2、 In order to ensure the seriousness and normal order of the meeting and effectively safeguard the legitimate rights and interests of shareholders, shareholders and shareholders’ agents attending the meeting must go through the registration formalities at the meeting site 30 minutes before the meeting, and please show the securities account card, identity documents or copies of enterprise business license (with official seal), power of attorney, etc, Attend the meeting after verification. After the meeting starts, the registration of the meeting shall be terminated.

3、 The meeting deliberated and voted on proposals in the order listed in the meeting notice.

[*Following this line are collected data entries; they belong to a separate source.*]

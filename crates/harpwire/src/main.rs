mod cmd;
mod exit;
mod logging;
mod output;

use clap::Parser;

use crate::cmd::Command;
use crate::logging::{init_logging, LogFormat, LogLevel};
use crate::output::OutputFormat;

#[derive(Parser, Debug)]
#[command(name = "harpwire", version, about = "Laser driver controller protocol CLI")]
struct Cli {
    /// Output format.
    #[arg(long, value_name = "FORMAT", global = true)]
    format: Option<OutputFormat>,

    /// Log output format (stderr).
    #[arg(long, value_name = "FORMAT", default_value = "text", global = true)]
    log_format: LogFormat,

    /// Minimum log level (stderr).
    #[arg(long, value_name = "LEVEL", default_value = "info", global = true)]
    log_level: LogLevel,

    #[command(subcommand)]
    command: Command,
}

fn main() {
    let cli = Cli::parse();
    init_logging(cli.log_format, cli.log_level);

    let format = cli.format.unwrap_or_else(OutputFormat::default_for_stdout);
    let result = cmd::run(cli.command, format);

    match result {
        Ok(code) => std::process::exit(code),
        Err(err) => {
            eprintln!("error: {err}");
            std::process::exit(err.code);
        }
    }
}

#[cfg(test)]
mod tests {
    use super::*;

    #[test]
    fn parses_registers_subcommand() {
        let cli = Cli::try_parse_from(["harpwire", "registers", "--address", "32"])
            .expect("registers args should parse");
        assert!(matches!(cli.command, Command::Registers(_)));
    }

    #[test]
    fn parses_encode_subcommand() {
        let cli = Cli::try_parse_from([
            "harpwire",
            "encode",
            "write",
            "32",
            "1",
            "--format",
            "json",
        ])
        .expect("encode args should parse");
        assert!(matches!(cli.command, Command::Encode(_)));
        assert!(matches!(cli.format, Some(OutputFormat::Json)));
    }

    #[test]
    fn parses_encode_with_timestamp() {
        let cli = Cli::try_parse_from([
            "harpwire",
            "encode",
            "event",
            "33",
            "1",
            "--timestamp",
            "12.5",
        ])
        .expect("event args should parse");
        match cli.command {
            Command::Encode(args) => assert_eq!(args.timestamp, Some(12.5)),
            other => panic!("expected encode, got {other:?}"),
        }
    }

    #[test]
    fn parses_dump_subcommand() {
        let cli = Cli::try_parse_from(["harpwire", "dump", "/tmp/capture.bin"])
            .expect("dump args should parse");
        assert!(matches!(cli.command, Command::Dump(_)));
    }

    #[test]
    fn rejects_unknown_frame_kind() {
        let err = Cli::try_parse_from(["harpwire", "encode", "poke", "32", "1"])
            .expect_err("unknown kind should fail");
        assert_eq!(err.kind(), clap::error::ErrorKind::InvalidValue);
    }
}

4、 Shareholders and their proxies attend the general meeting of shareholders and enjoy the right to speak, question, vote and other rights according to law. Shareholders and their agents attending the general meeting of shareholders shall earnestly perform their legal obligations, shall not infringe upon the legitimate rights and interests of the company and other shareholders and their agents, and shall not disturb the normal order of the general meeting of shareholders. 5、 Shareholders and their agents who request to speak at the on-site meeting of the general meeting of shareholders shall register with the meeting affairs group of the general meeting one day before the general meeting of shareholders. The moderator of the conference shall arrange the speeches according to the list and order provided by the conference affairs group.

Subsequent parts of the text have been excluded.